__INSTRUCTIONS TO FOLLOW__:
Return the listing below word for word.

__SOURCE MATERIAL__:
[Start of section]

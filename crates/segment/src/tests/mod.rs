use crate::format::put_uvarint;
use crate::Segment;
use std::fs::OpenOptions;
use std::path::Path;

mod iterator_tests;
mod merge_tests;

/// Creates the three files of a fresh segment in `dir`.
pub fn create_segment(dir: &Path, id: &str) -> Segment {
    let open = |ext: &str| {
        OpenOptions::new()
            .create(true)
            .read(true)
            .write(true)
            .open(dir.join(format!("{}.{}", id, ext)))
            .unwrap()
    };
    Segment::new(id.to_string(), open("data"), open("meta"), open("filter"))
}

/// Reopens an existing segment read-only.
pub fn open_segment(dir: &Path, id: &str) -> Segment {
    let open = |ext: &str| {
        OpenOptions::new()
            .read(true)
            .open(dir.join(format!("{}.{}", id, ext)))
            .unwrap()
    };
    Segment::new(id.to_string(), open("data"), open("meta"), open("filter"))
}

/// Encodes records the way a data block stores them, for iterator-level
/// tests that don't need files.
pub fn encode_records(records: &[(&[u8], &[u8])]) -> Vec<u8> {
    let mut buf = Vec::new();
    for (key, value) in records {
        put_uvarint(&mut buf, key.len() as u64);
        put_uvarint(&mut buf, value.len() as u64);
        buf.extend_from_slice(key);
        buf.extend_from_slice(value);
    }
    buf
}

[End of section]

__RESPONSE AREA__:
filename crates/segment/src/tests/mod.rs
use crate::format::put_uvarint;
use crate::Segment;
use std::fs::OpenOptions;
use std::path::Path;

mod iterator_tests;
mod merge_tests;

/// Creates the three files of a fresh segment in `dir`.
pub fn create_segment(dir: &Path, id: &str) -> Segment {
    let open = |ext: &str| {
        OpenOptions::new()
            .create(true)
            .read(true)
            .write(true)
            .open(dir.join(format!("{}.{}", id, ext)))
            .unwrap()
    };
    Segment::new(id.to_string(), open("data"), open("meta"), open("filter"))
}

/// Reopens an existing segment read-only.
pub fn open_segment(dir: &Path, id: &str) -> Segment {
    let open = |ext: &str| {
        OpenOptions::new()
            .read(true)
            .open(dir.join(format!("{}.{}", id, ext)))
            .unwrap()
    };
    Segment::new(id.to_string(), open("data"), open("meta"), open("filter"))
}

/// Encodes records the way a data block stores them, for iterator-level
/// tests that don't need files.
pub fn encode_records(records: &[(&[u8], &[u8])]) -> Vec<u8> {
    let mut buf = Vec::new();
    for (key, value) in records {
        put_uvarint(&mut buf, key.len() as u64);
        put_uvarint(&mut buf, value.len() as u64);
        buf.extend_from_slice(key);
        buf.extend_from_slice(value);
    }
    buf
}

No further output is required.